Dum (/ðəm/ ) is a 2003 Indian Tamil-language romantic action comedy film directed by A. Venkatesh. It is a remake of the 2002 Kannada film Appu. The film stars Silambarasan and Rakshita (in her Tamil debut, reprising her role from original) while Ashish Vidyarthi and S. S. Rajendran play pivotal roles. It was a box office success.

== Plot ==
Satya is the son of a police constable. He gets into fights and ends up in jail where his father gets him out on bail. While he is returning home from a party drunk, a group of college students beat him up. That is when Suchitra comes and takes him to the hospital and donates blood. She is the daughter of a police commissioner. Later, Satya falls in love with Suchitra. That leads to several problems which are faced bravely by Satya in the later part of the film. Finally, all goes well, and Satya also receives the letter confirming his selection for IPS.

== Production ==
The film was initially set to be titled Idiot after the Telugu version, but the title was later changed. A. Venkatesh remade the film from Puri Jagannadh's 2002 Kannada film Appu, which was also remade in Telugu in 2002 as Idiot. Venkatesh was keen to cast Kiran Rathod, but later selected Rakshita, who appeared in all three versions of the film. During the making of the film, Silambarasan did his own stunts including a risky jump from the fifth floor of a building. This was the first Tamil film to be produced by Rockline Venkatesh. The filming was held at Chennai and Bangalore while the songs were shot at Japan, China, Hong Kong, Bangkok and Thailand.

== Soundtrack ==
There are eight songs composed by Deva, while Sabesh–Murali handled the background score.

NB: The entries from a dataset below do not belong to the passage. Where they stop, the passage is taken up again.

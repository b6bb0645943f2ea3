//! Property tests for the allocation engine's structural invariants.
//!
//! For any valid request:
//!
//! 1. shares sum to 1 (within 1e-6) and each lies in `[0, 1]`;
//! 2. the key set equals the input name set;
//! 3. a fixed seed reproduces the report exactly;
//! 4. `min_explore_rate = 1` with no protected variant gives the uniform split.

use mabsplit::{Allocation, AllocationConfig, AllocationEngine, VariantObservation};
use proptest::prelude::*;
use std::collections::BTreeSet;

fn arb_variants() -> impl Strategy<Value = Vec<VariantObservation>> {
    (
        any::<bool>(),
        prop::collection::vec((0u64..200_000, 0.0f64..=1.0, 0.0f64..=1.0), 1..8),
    )
        .prop_map(|(with_control, rows)| {
            rows.into_iter()
                .enumerate()
                .map(|(i, (impressions, ctr, cvr))| {
                    let name = if with_control && i == 0 {
                        "control".to_string()
                    } else {
                        format!("variant_{i}")
                    };
                    let clicks = ((impressions as f64) * ctr) as u64;
                    let conversions = ((clicks as f64) * cvr) as u64;
                    VariantObservation::new(name, impressions, clicks.min(impressions))
                        .with_conversions(conversions.min(clicks))
                })
                .collect()
        })
}

fn arb_config() -> impl Strategy<Value = AllocationConfig> {
    (
        0.1f64..10.0,
        0.1f64..10.0,
        0.0f64..=1.0,
        0.0f64..=1.0,
        0.0f64..=1.0,
        0u64..5_000,
        2u32..7,
    )
        .prop_map(|(a, b, explore, floor, shift, warmup, precision)| {
            AllocationConfig::default()
                .with_priors(a, b)
                .with_min_explore_rate(explore)
                .with_control_floor(floor)
                .with_max_daily_shift(shift)
                .with_warmup_threshold(warmup)
                .with_precision(precision)
        })
}

/// A previous allocation over (a subset of) the given names, as a simplex.
fn previous_for(variants: &[VariantObservation], weights: &[f64]) -> Allocation {
    let pairs: Vec<(String, f64)> = variants
        .iter()
        .zip(weights.iter())
        .map(|(v, &w)| (v.name.clone(), w))
        .collect();
    let total: f64 = pairs.iter().map(|(_, w)| w).sum();
    pairs
        .into_iter()
        .map(|(k, w)| (k, if total > 0.0 { w / total } else { 0.0 }))
        .collect()
}

proptest! {
    #[test]
    fn allocation_is_a_complete_distribution(
        variants in arb_variants(),
        cfg in arb_config(),
        prev_weights in prop::option::of(prop::collection::vec(0.0f64..1.0, 0..8)),
        seed in any::<u64>(),
    ) {
        let previous = prev_weights.map(|w| previous_for(&variants, &w));
        let mut engine = AllocationEngine::with_seed(cfg, seed).unwrap();
        let alloc = engine.allocate(&variants, previous.as_ref()).unwrap();

        let input: BTreeSet<&str> = variants.iter().map(|v| v.name.as_str()).collect();
        let output: BTreeSet<&str> = alloc.names().map(|s| s.as_str()).collect();
        prop_assert_eq!(input, output);

        let sum = alloc.total();
        prop_assert!((sum - 1.0).abs() < 1e-6, "sum={}", sum);
        for (name, &v) in alloc.iter() {
            prop_assert!(v.is_finite(), "{} is not finite", name);
            prop_assert!((0.0..=1.0).contains(&v), "{}={}", name, v);
        }
    }

    #[test]
    fn fixed_seed_is_deterministic(
        variants in arb_variants(),
        cfg in arb_config(),
        seed in any::<u64>(),
    ) {
        let r1 = AllocationEngine::with_seed(cfg.clone(), seed)
            .unwrap()
            .compute(&variants, None)
            .unwrap();
        let r2 = AllocationEngine::with_seed(cfg, seed)
            .unwrap()
            .compute(&variants, None)
            .unwrap();
        prop_assert_eq!(r1, r2);
    }

    #[test]
    fn full_exploration_ignores_clicks(
        variants in arb_variants(),
        seed in any::<u64>(),
    ) {
        let cfg = AllocationConfig::default()
            .with_min_explore_rate(1.0)
            .without_protected_variant()
            .with_warmup_threshold(0);
        let alloc = AllocationEngine::with_seed(cfg, seed)
            .unwrap()
            .allocate(&variants, None)
            .unwrap();
        let uniform = Allocation::uniform(variants.iter().map(|v| v.name.as_str()), 4);
        prop_assert_eq!(alloc, uniform);
    }

    #[test]
    fn report_rows_mirror_input(
        variants in arb_variants(),
        seed in any::<u64>(),
    ) {
        let report = AllocationEngine::with_seed(AllocationConfig::default(), seed)
            .unwrap()
            .compute(&variants, None)
            .unwrap();
        prop_assert_eq!(report.variants.len(), variants.len());
        for (row, v) in report.variants.iter().zip(variants.iter()) {
            prop_assert_eq!(&row.name, &v.name);
            prop_assert_eq!(row.impressions, v.impressions);
            prop_assert_eq!(row.clicks, v.clicks);
            prop_assert_eq!(Some(row.allocation), report.allocation.get(&v.name));
        }
    }
}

| Song | Singers | Lyrics |
| "Adra Adra Dum" | Silambarasan, Sabesh | Silambarasan |
| "Chanakya Chanakya" | Sadhana Sargam | Pa. Vijay |
| "Kalakuven Kalakuven" I | Shankar Mahadevan | Vaali |
| "Kalakuven Kalakuven" II | Silambarasan |
| "Kannamma Kannamma" | Udit Narayan, Anuradha Sriram | Kabilan |
| "Karuppo Sivappo" | Silambarasan | Pa. Vijay |
| "Manase Manase" | Hariharan |
| "Polladha Padava" | Mahalakshmi Iyer, KK |

== Critical reception==
Malathi Rangarajan of The Hindu wrote, "Making a marked deviation from the norm, the hero of Dhum remains unaffected by sentiment. So Simbhu's character is devoid of melodrama. A welcome change in the mindset of our heroes [...] A. Venkatesh's screenplay and direction leave no room for lull or lacuna at any point". Visual Dasan of Kalki wrote makers made masala by fooling fans without caring about logic while panning the lead hero's character design calling it wrong heroism and concluded saying it does not matter if cinema does not do good to the society, there is no need to do bad things like this. Malini Mannath of Chennai Online wrote that the film had "a racy screenplay, a fast-paced narration, non-stop action that leaves no room for lagging moments. All going to assure that 'Dum' makes for some compelling viewing for the youth and action lovers." Cinesouth wrote, "The spark in Simbu is reflected in the screenplay too. Though some scenes look incredulous, the pace of the film doesn't give you enough time to think. If you could bear Simbu's over-styling mannerisms and his digs at the police force, you might even enjoy the film". Sify wrote, "On the whole Dum is sure to entertain the masses, who do not think too hard".